use std::{fmt::Display, str::FromStr, time::Duration};

use chrono::{DateTime, TimeDelta, Utc};
use serde::{Deserialize, Serialize};
use tokio::time::Instant;
use uuid::Uuid;

use crate::QueueError;

pub mod payload;
pub mod request;

pub use payload::JobPayload;

/// The number of attempts a job gets when [`EnqueueOptions::max_attempts`] is not given.
pub const DEFAULT_MAX_ATTEMPTS: u16 = 3;

/// The longest [`EnqueueOptions::delay_ms`] accepted at enqueue, roughly a century.
pub const MAX_DELAY_MS: u64 = 100 * 365 * 24 * 60 * 60 * 1_000;

/// Retry delays are capped the same way to keep instant arithmetic in range.
const MAX_DELAY: Duration = Duration::from_millis(MAX_DELAY_MS);

/// An opaque identifier assigned to a job when it is enqueued.
#[derive(Debug, Eq, PartialEq, Clone, Copy, Hash, Serialize, Deserialize)]
#[serde(transparent)]
pub struct JobId(Uuid);

impl JobId {
    pub(crate) fn new() -> Self {
        Self(Uuid::new_v4())
    }
}

impl From<Uuid> for JobId {
    fn from(value: Uuid) -> Self {
        Self(value)
    }
}

impl From<JobId> for Uuid {
    fn from(value: JobId) -> Self {
        value.0
    }
}

impl Display for JobId {
    fn fmt(&self, f: &mut std::fmt::Formatter<'_>) -> std::fmt::Result {
        write!(f, "{}", self.0)
    }
}

/// The closed set of job types the scheduler knows how to run.
///
/// Each type is the key under which exactly one [`crate::handler::Handler`] is registered.
#[derive(
    Debug, Clone, Copy, PartialEq, Eq, Hash, PartialOrd, Ord, Serialize, Deserialize,
)]
pub enum JobType {
    #[serde(rename = "notification.send")]
    NotificationSend,
    #[serde(rename = "deadline.check")]
    DeadlineCheck,
    #[serde(rename = "oracle.call")]
    OracleCall,
    #[serde(rename = "analytics.recompute")]
    AnalyticsRecompute,
}

impl JobType {
    /// All of the job types in declaration order.
    pub const ALL: [JobType; 4] = [
        Self::NotificationSend,
        Self::DeadlineCheck,
        Self::OracleCall,
        Self::AnalyticsRecompute,
    ];

    /// The wire tag for this job type, e.g. `"notification.send"`.
    pub const fn as_str(&self) -> &'static str {
        match self {
            Self::NotificationSend => "notification.send",
            Self::DeadlineCheck => "deadline.check",
            Self::OracleCall => "oracle.call",
            Self::AnalyticsRecompute => "analytics.recompute",
        }
    }
}

impl Display for JobType {
    fn fmt(&self, f: &mut std::fmt::Formatter<'_>) -> std::fmt::Result {
        f.write_str(self.as_str())
    }
}

impl FromStr for JobType {
    type Err = QueueError;

    fn from_str(s: &str) -> Result<Self, Self::Err> {
        Self::ALL
            .into_iter()
            .find(|job_type| job_type.as_str() == s)
            .ok_or_else(|| QueueError::UnknownJobType(s.to_owned()))
    }
}

/// Passed to a handler alongside the job payload.
#[derive(Debug, Clone, Copy, PartialEq, Eq)]
pub struct JobContext {
    pub job_id: JobId,
    /// The current attempt, starting at 1 for the first execution.
    pub attempt: u16,
}

/// Scheduling options for [`crate::queue::JobQueue::enqueue`].
///
/// # Example
///
/// ```
/// # use jobber::prelude::*;
/// # use std::time::Duration;
/// let options = EnqueueOptions::default()
///     .with_delay(Duration::from_secs(5))
///     .with_max_attempts(5);
///
/// assert_eq!(options.delay_ms, Some(5_000));
/// assert_eq!(options.max_attempts, Some(5));
/// ```
#[derive(Debug, Clone, Copy, Default, PartialEq, Eq, Serialize, Deserialize)]
#[serde(rename_all = "camelCase")]
pub struct EnqueueOptions {
    /// Milliseconds to wait before the job becomes eligible to run. Defaults to `0`.
    ///
    /// Delays above [`MAX_DELAY_MS`] are rejected with [`QueueError::InvalidOptions`].
    pub delay_ms: Option<u64>,
    /// Ceiling on execution attempts. Defaults to [`DEFAULT_MAX_ATTEMPTS`].
    pub max_attempts: Option<u16>,
}

impl EnqueueOptions {
    pub fn with_delay(self, delay: Duration) -> Self {
        Self {
            delay_ms: Some(u64::try_from(delay.as_millis()).unwrap_or(u64::MAX)),
            ..self
        }
    }

    pub fn with_delay_ms(self, delay_ms: u64) -> Self {
        Self {
            delay_ms: Some(delay_ms),
            ..self
        }
    }

    pub fn with_max_attempts(self, max_attempts: u16) -> Self {
        Self {
            max_attempts: Some(max_attempts),
            ..self
        }
    }
}

/// Returned by a successful enqueue.
#[derive(Debug, Clone, PartialEq, Eq, Serialize)]
#[serde(rename_all = "camelCase")]
pub struct EnqueueReceipt {
    pub id: JobId,
    #[serde(rename = "type")]
    pub job_type: JobType,
    /// Serialised as an ISO-8601 timestamp.
    pub run_at: DateTime<Utc>,
    pub max_attempts: u16,
}

/// A unit of deferred work owned by the queue.
#[derive(Debug)]
pub(crate) struct Job {
    pub(crate) id: JobId,
    /// Enqueue order, kept across retries to break ties between equal `run_at`s.
    pub(crate) sequence: u64,
    pub(crate) payload: JobPayload,
    pub(crate) attempt: u16,
    pub(crate) max_attempts: u16,
    pub(crate) inserted_at: DateTime<Utc>,
    pub(crate) scheduled_at: DateTime<Utc>,
    pub(crate) run_at: Instant,
}

impl Job {
    pub(crate) fn new(
        sequence: u64,
        payload: JobPayload,
        max_attempts: u16,
        delay: Duration,
    ) -> Self {
        let inserted_at = Utc::now();
        let mut job = Self {
            id: JobId::new(),
            sequence,
            payload,
            attempt: 0,
            max_attempts,
            inserted_at,
            scheduled_at: inserted_at,
            run_at: Instant::now(),
        };
        job.schedule_in(delay);
        job
    }

    pub(crate) fn job_type(&self) -> JobType {
        self.payload.job_type()
    }

    pub(crate) fn is_final_attempt(&self) -> bool {
        self.attempt >= self.max_attempts
    }

    pub(crate) fn context(&self) -> JobContext {
        JobContext {
            job_id: self.id,
            attempt: self.attempt,
        }
    }

    pub(crate) fn mark_job_executing(&mut self) {
        self.attempt += 1;
    }

    pub(crate) fn schedule_in(&mut self, delay: Duration) {
        let delay = delay.min(MAX_DELAY);
        self.run_at = Instant::now() + delay;
        self.scheduled_at = self.inserted_at.max(Utc::now())
            + TimeDelta::from_std(delay).unwrap_or_else(|_| TimeDelta::zero());
    }

    pub(crate) fn receipt(&self) -> EnqueueReceipt {
        EnqueueReceipt {
            id: self.id,
            job_type: self.job_type(),
            run_at: self.scheduled_at,
            max_attempts: self.max_attempts,
        }
    }
}
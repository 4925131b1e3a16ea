//! Runtime core: admission control and resource lifecycle.
//!
//! The only public API from this module is [`Scheduler`] (with its builder,
//! config and [`Status`] snapshot).
//!
//! Internal modules:
//! - [`queue`]: pending tasks, FIFO and deduplicated by id;
//! - [`registry`]: live resource handles keyed by id, explicit teardown;
//! - [`runner`]: runs one admitted operation and packages its outcome;
//! - [`actor`]: the single loop that owns queue, registry and capacity;
//! - [`scheduler`]: public handle and subscriber listener;
//! - [`builder`]: wiring of bus, subscribers and loop.

mod actor;
mod builder;
mod config;
mod queue;
mod registry;
mod runner;
mod scheduler;
mod status;

pub use builder::SchedulerBuilder;
pub use config::SchedulerConfig;
pub use scheduler::Scheduler;
pub use status::Status;
//! # Runtime events emitted by the scheduler.
//!
//! The [`EventKind`] enum classifies event types across four categories:
//! - **Queue events**: a task entered, moved inside, or left the pending queue
//! - **Execution events**: a task was admitted and its operation settled
//! - **Resource events**: a registered handle was torn down
//! - **Runtime events**: flush, shutdown and subscriber health
//!
//! The [`Event`] struct carries additional metadata such as timestamps, task id,
//! surface, reasons and the flush generation.
//!
//! ## Ordering guarantees
//! Each event has a globally unique sequence number (`seq`) that increases monotonically.
//! Use `seq` to restore the exact order when events are delivered out of order.
//!
//! ## Example
//! ```rust
//! use ctxvisor::{Event, EventKind};
//!
//! let ev = Event::new(EventKind::TaskFailed)
//!     .with_task("mol-3")
//!     .with_reason("shader compile error");
//!
//! assert_eq!(ev.kind, EventKind::TaskFailed);
//! assert_eq!(ev.task.as_deref(), Some("mol-3"));
//! assert_eq!(ev.reason.as_deref(), Some("shader compile error"));
//! ```

use std::sync::Arc;
use std::sync::atomic::{AtomicU64, Ordering as AtomicOrdering};
use std::time::SystemTime;

use crate::tasks::SurfaceRef;

/// Global sequence counter for event ordering.
static EVENT_SEQ: AtomicU64 = AtomicU64::new(0);

/// Classification of runtime events.
#[derive(Debug, Clone, Copy, PartialEq, Eq, Hash)]
pub enum EventKind {
    // === Queue events ===
    /// Task appended to the pending queue.
    ///
    /// Sets: `task`, `surface`
    TaskQueued,

    /// Task replaced a queued entry with the same id and moved to the back.
    ///
    /// Sets: `task`, `surface`
    TaskRequeued,

    /// Queued task removed by `cancel` before admission.
    ///
    /// Sets: `task`
    TaskRemoved,

    // === Execution events ===
    /// Task dequeued and its operation started (holds a capacity slot).
    ///
    /// Sets: `task`, `surface`, `generation`
    TaskAdmitted,

    /// Operation produced a handle; the task is now active in the registry.
    ///
    /// Sets: `task`, `surface`, `generation`
    TaskActivated,

    /// Operation settled without a handle; nothing registered.
    ///
    /// Sets: `task`, `surface`
    TaskDropped,

    /// Operation failed or panicked; nothing registered.
    ///
    /// Sets: `task`, `surface`, `reason`
    TaskFailed,

    /// Operation produced a handle after a flush or shutdown made it stale;
    /// the handle was destroyed instead of registered.
    ///
    /// Sets: `task`, `surface`, `generation` (the admission generation)
    TaskDiscarded,

    // === Resource events ===
    /// Registered handle destroyed (cancel, flush or shutdown).
    ///
    /// Sets: `task`
    ResourceDestroyed,

    /// Handle teardown failed; the registry entry is removed regardless.
    ///
    /// Sets: `task`, `reason`
    DestroyFailed,

    // === Runtime events ===
    /// Queue cleared and every active handle destroyed.
    ///
    /// Sets: `generation` (the new generation)
    Flushed,

    /// Shutdown requested.
    ShutdownRequested,

    /// Every in-flight operation settled within the grace period.
    AllStoppedWithin,

    /// Grace period exceeded; some operations were still in flight.
    ///
    /// Sets: `reason` (stuck task ids)
    GraceExceeded,

    /// Subscriber panicked during event processing.
    ///
    /// Sets: `task` (subscriber name), `reason`
    SubscriberPanicked,

    /// Subscriber dropped an event (queue full or worker closed).
    ///
    /// Sets: `task` (subscriber name), `reason`
    SubscriberOverflow,
}

impl EventKind {
    /// Short stable label for logs.
    pub fn as_label(&self) -> &'static str {
        match self {
            EventKind::TaskQueued => "queued",
            EventKind::TaskRequeued => "requeued",
            EventKind::TaskRemoved => "removed",
            EventKind::TaskAdmitted => "admitted",
            EventKind::TaskActivated => "activated",
            EventKind::TaskDropped => "dropped",
            EventKind::TaskFailed => "failed",
            EventKind::TaskDiscarded => "discarded",
            EventKind::ResourceDestroyed => "destroyed",
            EventKind::DestroyFailed => "destroy-failed",
            EventKind::Flushed => "flushed",
            EventKind::ShutdownRequested => "shutdown-requested",
            EventKind::AllStoppedWithin => "all-stopped-within-grace",
            EventKind::GraceExceeded => "grace-exceeded",
            EventKind::SubscriberPanicked => "subscriber-panicked",
            EventKind::SubscriberOverflow => "subscriber-overflow",
        }
    }
}

/// Runtime event with optional metadata.
///
/// - `seq`: monotonic global sequence for ordering
/// - `at`: wall-clock timestamp (for logs)
/// - other optional fields are set depending on the [`EventKind`]
#[derive(Clone, Debug)]
pub struct Event {
    /// Globally unique, monotonically increasing sequence number.
    pub seq: u64,
    /// Wall-clock timestamp.
    pub at: SystemTime,
    /// Event classification.
    pub kind: EventKind,
    /// Task id (or subscriber name for subscriber events).
    pub task: Option<Arc<str>>,
    /// Target surface of the task.
    pub surface: Option<SurfaceRef>,
    /// Human-readable reason (errors, overflow details, etc.).
    pub reason: Option<Arc<str>>,
    /// Flush generation the event refers to.
    pub generation: Option<u64>,
}

impl Event {
    /// Creates a new event of the given kind with current timestamp and next sequence number.
    pub fn new(kind: EventKind) -> Self {
        Self {
            seq: EVENT_SEQ.fetch_add(1, AtomicOrdering::Relaxed),
            at: SystemTime::now(),
            kind,
            task: None,
            surface: None,
            reason: None,
            generation: None,
        }
    }

    /// Attaches a task id.
    #[inline]
    pub fn with_task(mut self, task: impl Into<Arc<str>>) -> Self {
        self.task = Some(task.into());
        self
    }

    /// Attaches a target surface.
    #[inline]
    pub fn with_surface(mut self, surface: SurfaceRef) -> Self {
        self.surface = Some(surface);
        self
    }

    /// Attaches a human-readable reason.
    #[inline]
    pub fn with_reason(mut self, reason: impl Into<Arc<str>>) -> Self {
        self.reason = Some(reason.into());
        self
    }

    /// Attaches a flush generation.
    #[inline]
    pub fn with_generation(mut self, generation: u64) -> Self {
        self.generation = Some(generation);
        self
    }

    /// Creates a subscriber overflow event.
    #[inline]
    pub fn subscriber_overflow(subscriber: &'static str, reason: &'static str) -> Self {
        Event::new(EventKind::SubscriberOverflow)
            .with_task(subscriber)
            .with_reason(format!("subscriber={subscriber} reason={reason}"))
    }

    /// Creates a subscriber panic event.
    #[inline]
    pub fn subscriber_panicked(subscriber: &'static str, info: String) -> Self {
        Event::new(EventKind::SubscriberPanicked)
            .with_task(subscriber)
            .with_reason(info)
    }

    /// True for events produced by subscriber workers themselves.
    #[inline]
    pub fn is_subscriber_event(&self) -> bool {
        matches!(
            self.kind,
            EventKind::SubscriberOverflow | EventKind::SubscriberPanicked
        )
    }
}
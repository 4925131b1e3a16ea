//! # Event bus for broadcasting scheduler events.
//!
//! [`Bus`] is a thin wrapper around [`tokio::sync::broadcast`] that provides
//! non-blocking event publishing from the scheduler loop, the registry and the
//! subscriber workers.
//!
//! ```text
//! Publishers:                          Receivers:
//!   scheduler loop ──┐
//!   registry       ──┼──► Bus ──┬──► subscriber listener ──► SubscriberSet
//!   subscriber set ──┘          └──► Scheduler::subscribe() (callers, tests)
//! ```
//!
//! ## Rules
//! - **Non-blocking publish**: `publish()` never blocks; it calls `broadcast::Sender::send`.
//! - **Bounded capacity**: a single ring buffer stores recent events for all receivers.
//! - **Lag handling**: slow receivers get `RecvError::Lagged(n)` and skip `n` oldest items.
//! - **No persistence**: events are lost if there are no active receivers at send time.

use tokio::sync::broadcast;

use super::event::Event;

/// Broadcast channel for scheduler events.
///
/// Cheap to clone (internally holds an `Arc`-backed sender).
#[derive(Clone, Debug)]
pub struct Bus {
    tx: broadcast::Sender<Event>,
}

impl Bus {
    /// Creates a new bus with the given channel capacity (minimum 1).
    pub fn new(capacity: usize) -> Self {
        let capacity = capacity.max(1);
        let (tx, _rx) = broadcast::channel::<Event>(capacity);
        Self { tx }
    }

    /// Publishes an event to all active receivers.
    ///
    /// If there are no receivers, the event is dropped.
    pub fn publish(&self, ev: Event) {
        let _ = self.tx.send(ev);
    }

    /// Creates a new receiver that will observe subsequent events.
    pub fn subscribe(&self) -> broadcast::Receiver<Event> {
        self.tx.subscribe()
    }
}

Task goal:
Where the word "JobContext" shows up in a line of the entries above, copy that line.

Reply to the task:
pub struct JobContext {
    pub(crate) fn context(&self) -> JobContext {
        JobContext {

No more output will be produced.